◆ DESCRIPTION OF THE TASK: Scan the entries for the string "root" and give the number of lines that have it, nothing further.
══════════════════════════════
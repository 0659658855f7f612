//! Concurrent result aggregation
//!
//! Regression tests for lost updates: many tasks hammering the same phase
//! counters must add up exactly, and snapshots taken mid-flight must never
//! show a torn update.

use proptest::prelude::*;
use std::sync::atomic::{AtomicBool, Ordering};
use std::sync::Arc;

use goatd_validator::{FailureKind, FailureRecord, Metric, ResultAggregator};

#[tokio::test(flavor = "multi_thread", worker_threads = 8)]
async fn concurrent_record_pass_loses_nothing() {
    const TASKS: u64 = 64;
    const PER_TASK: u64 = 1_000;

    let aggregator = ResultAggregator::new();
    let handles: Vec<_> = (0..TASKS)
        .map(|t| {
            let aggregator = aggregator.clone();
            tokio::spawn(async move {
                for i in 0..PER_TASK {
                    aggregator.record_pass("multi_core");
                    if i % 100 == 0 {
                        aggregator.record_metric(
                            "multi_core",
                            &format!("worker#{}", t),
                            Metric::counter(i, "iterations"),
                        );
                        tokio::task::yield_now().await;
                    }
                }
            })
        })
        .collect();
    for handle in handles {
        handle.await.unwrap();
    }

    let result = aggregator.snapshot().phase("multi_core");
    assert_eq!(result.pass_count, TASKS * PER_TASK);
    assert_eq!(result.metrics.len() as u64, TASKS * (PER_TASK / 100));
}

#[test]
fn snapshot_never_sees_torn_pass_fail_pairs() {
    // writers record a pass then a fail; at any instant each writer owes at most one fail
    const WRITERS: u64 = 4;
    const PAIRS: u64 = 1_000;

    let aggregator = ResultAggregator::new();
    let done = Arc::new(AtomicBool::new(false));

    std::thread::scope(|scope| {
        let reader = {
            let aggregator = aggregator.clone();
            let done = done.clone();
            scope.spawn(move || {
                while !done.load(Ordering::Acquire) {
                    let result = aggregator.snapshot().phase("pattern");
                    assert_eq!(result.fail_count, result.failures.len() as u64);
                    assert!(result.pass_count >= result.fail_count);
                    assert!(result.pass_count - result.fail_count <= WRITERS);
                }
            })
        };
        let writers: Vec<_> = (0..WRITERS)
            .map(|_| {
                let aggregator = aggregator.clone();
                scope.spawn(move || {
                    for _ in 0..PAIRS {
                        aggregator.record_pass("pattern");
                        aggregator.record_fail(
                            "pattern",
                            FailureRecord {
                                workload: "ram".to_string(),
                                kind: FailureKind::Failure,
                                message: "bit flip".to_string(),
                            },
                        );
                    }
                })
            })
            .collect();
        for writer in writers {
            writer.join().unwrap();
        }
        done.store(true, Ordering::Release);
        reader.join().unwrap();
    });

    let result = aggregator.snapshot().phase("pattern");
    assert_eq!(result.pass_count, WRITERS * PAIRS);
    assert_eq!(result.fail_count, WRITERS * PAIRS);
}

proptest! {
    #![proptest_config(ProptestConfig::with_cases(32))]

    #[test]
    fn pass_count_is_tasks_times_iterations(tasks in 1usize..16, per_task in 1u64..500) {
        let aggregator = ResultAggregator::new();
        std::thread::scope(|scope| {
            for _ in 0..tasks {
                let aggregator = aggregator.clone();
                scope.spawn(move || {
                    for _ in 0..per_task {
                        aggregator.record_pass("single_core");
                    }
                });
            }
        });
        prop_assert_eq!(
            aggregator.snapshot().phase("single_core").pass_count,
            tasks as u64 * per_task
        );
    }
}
══════════════════════════════
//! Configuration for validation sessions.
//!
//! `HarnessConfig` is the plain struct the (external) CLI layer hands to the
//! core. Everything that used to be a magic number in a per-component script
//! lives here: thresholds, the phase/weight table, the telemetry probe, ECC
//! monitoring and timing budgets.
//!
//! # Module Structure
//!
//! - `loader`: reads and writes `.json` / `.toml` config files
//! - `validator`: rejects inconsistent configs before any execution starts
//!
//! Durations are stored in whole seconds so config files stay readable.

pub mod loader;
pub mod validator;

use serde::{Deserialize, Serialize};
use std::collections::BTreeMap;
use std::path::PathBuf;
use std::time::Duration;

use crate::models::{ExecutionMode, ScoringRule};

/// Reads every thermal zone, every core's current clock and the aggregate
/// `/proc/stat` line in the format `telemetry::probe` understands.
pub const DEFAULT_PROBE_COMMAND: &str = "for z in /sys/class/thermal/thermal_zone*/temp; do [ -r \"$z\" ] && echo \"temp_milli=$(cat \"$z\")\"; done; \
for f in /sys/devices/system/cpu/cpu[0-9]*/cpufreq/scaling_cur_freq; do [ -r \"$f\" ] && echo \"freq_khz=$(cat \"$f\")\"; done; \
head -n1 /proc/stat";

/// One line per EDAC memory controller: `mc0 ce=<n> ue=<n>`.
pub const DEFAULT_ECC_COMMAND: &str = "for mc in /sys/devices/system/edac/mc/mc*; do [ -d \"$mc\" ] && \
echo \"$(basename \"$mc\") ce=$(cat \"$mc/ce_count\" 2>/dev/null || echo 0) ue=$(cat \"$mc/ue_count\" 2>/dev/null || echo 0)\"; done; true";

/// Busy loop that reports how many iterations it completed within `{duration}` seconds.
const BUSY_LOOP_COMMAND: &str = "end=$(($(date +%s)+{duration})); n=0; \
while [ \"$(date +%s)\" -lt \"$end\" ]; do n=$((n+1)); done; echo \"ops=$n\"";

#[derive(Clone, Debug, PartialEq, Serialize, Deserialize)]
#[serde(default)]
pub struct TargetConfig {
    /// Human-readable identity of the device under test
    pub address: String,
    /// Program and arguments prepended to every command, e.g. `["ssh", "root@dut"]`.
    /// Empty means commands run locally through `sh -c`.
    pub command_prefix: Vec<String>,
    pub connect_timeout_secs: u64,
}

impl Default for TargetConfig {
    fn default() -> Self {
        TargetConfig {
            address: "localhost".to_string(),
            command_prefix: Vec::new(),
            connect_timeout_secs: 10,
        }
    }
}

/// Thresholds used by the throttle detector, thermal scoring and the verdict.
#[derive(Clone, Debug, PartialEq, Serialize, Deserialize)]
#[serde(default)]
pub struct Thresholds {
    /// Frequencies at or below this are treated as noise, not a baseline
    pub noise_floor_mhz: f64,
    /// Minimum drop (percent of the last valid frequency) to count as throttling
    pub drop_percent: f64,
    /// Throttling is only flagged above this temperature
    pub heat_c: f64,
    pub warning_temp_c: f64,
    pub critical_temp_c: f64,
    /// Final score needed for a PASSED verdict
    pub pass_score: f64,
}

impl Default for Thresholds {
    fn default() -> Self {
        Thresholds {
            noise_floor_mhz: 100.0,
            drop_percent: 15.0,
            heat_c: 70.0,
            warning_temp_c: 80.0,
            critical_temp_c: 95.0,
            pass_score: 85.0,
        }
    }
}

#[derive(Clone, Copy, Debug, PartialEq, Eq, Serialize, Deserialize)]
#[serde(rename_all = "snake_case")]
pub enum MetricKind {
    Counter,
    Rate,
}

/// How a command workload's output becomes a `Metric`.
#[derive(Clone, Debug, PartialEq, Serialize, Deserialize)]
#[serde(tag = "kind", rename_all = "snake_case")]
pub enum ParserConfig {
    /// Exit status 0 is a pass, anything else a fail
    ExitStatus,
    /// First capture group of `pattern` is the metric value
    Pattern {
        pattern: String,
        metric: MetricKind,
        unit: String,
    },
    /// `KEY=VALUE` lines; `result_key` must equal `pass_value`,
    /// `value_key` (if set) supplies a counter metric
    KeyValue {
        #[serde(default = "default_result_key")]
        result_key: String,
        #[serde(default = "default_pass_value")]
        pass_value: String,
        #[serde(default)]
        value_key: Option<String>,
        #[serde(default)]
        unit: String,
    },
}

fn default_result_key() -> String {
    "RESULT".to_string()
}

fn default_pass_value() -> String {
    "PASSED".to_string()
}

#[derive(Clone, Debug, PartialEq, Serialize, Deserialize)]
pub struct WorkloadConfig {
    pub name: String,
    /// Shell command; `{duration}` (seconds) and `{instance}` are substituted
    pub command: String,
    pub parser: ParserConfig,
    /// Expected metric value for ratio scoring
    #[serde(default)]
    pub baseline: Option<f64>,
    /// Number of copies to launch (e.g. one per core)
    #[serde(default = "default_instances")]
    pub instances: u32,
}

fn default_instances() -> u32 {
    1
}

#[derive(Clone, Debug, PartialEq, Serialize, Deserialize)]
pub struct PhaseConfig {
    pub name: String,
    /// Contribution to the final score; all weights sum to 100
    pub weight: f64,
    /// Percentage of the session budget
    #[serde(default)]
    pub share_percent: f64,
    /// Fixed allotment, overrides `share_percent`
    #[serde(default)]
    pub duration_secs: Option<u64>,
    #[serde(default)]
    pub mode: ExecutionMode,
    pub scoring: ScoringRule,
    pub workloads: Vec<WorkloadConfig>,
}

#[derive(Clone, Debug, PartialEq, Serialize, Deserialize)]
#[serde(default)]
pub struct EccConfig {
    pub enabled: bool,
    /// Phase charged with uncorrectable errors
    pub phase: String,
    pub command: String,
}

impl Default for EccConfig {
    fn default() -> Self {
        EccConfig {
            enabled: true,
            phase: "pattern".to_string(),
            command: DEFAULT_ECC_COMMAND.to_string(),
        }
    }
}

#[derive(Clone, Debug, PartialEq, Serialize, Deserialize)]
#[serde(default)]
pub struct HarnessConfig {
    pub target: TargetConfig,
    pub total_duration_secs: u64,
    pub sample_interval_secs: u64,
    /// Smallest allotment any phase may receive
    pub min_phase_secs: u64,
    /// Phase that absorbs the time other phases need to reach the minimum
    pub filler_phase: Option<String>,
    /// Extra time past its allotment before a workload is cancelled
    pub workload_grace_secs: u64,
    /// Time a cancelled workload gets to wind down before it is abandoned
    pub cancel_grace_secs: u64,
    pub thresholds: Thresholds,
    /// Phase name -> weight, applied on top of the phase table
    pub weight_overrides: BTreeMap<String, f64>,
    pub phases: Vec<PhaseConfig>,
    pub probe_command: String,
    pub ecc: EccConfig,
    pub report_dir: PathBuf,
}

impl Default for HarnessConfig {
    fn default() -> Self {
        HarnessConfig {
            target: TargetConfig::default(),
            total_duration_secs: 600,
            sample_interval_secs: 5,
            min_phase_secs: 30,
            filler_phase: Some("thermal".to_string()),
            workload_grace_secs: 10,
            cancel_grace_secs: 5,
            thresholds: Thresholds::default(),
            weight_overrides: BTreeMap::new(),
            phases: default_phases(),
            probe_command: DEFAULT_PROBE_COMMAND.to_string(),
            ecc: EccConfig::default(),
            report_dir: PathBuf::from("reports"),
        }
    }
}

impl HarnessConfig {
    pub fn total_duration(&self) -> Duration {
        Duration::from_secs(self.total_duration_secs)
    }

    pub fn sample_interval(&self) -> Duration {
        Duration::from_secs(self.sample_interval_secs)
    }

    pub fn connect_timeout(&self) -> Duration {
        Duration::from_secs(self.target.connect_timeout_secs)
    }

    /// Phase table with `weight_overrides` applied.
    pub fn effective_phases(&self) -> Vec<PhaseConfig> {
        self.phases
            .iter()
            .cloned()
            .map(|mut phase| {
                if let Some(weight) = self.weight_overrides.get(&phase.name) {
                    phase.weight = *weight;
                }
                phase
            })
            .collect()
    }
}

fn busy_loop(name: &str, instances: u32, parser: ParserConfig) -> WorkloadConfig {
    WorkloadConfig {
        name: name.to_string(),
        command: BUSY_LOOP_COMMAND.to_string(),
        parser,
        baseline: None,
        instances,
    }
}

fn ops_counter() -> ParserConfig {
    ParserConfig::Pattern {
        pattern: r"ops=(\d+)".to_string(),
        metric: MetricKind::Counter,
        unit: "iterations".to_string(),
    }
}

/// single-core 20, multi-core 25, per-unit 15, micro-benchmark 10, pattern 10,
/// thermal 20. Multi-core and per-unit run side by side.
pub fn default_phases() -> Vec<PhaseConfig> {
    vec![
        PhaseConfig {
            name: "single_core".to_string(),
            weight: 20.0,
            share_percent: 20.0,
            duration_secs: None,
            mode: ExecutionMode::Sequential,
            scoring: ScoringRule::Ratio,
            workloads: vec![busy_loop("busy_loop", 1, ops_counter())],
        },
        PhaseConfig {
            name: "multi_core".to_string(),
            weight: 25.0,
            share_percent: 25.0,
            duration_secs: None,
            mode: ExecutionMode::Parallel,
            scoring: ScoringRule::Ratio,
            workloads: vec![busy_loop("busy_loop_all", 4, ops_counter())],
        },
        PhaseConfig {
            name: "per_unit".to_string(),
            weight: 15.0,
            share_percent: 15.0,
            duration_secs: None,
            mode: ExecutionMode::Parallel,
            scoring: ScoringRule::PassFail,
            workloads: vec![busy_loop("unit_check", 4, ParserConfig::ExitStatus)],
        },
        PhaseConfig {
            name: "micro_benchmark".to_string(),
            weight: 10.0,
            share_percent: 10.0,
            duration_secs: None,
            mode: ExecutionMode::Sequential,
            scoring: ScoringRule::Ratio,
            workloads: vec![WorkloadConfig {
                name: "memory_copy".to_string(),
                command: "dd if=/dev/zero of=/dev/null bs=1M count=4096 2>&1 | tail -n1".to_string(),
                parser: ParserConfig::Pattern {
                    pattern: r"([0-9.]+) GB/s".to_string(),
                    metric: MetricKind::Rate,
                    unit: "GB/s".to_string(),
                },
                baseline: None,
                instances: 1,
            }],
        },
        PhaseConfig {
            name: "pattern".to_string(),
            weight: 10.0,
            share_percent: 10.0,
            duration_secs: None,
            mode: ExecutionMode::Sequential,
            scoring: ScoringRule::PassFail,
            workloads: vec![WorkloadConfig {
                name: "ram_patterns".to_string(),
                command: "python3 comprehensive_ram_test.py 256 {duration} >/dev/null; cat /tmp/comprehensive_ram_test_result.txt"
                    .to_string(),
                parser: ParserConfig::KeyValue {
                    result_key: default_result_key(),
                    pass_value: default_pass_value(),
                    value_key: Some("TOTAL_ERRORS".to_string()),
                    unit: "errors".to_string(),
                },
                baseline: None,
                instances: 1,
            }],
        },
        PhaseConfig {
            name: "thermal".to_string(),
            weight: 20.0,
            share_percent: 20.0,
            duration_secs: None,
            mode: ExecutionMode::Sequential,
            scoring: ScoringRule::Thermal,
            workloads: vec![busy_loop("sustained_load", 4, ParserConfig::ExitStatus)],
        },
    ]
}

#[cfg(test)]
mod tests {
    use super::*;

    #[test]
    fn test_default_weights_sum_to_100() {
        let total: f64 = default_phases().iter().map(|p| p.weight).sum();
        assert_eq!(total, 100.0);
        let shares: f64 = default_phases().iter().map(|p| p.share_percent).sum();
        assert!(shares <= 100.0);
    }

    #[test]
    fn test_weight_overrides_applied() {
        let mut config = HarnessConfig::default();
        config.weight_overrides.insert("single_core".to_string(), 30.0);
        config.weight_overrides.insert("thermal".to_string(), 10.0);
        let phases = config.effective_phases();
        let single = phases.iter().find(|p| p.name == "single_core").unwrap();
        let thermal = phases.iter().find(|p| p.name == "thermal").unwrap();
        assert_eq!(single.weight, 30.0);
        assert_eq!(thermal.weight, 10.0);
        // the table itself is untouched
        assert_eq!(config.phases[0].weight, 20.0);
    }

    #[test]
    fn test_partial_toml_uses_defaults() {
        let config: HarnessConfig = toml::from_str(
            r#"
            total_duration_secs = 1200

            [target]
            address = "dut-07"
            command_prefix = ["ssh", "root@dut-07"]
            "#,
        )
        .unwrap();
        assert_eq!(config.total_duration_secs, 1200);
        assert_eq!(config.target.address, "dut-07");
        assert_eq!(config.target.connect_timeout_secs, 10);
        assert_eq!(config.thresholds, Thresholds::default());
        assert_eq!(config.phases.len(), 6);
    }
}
══════════════════════════════
◆ ANSWER BOX: 2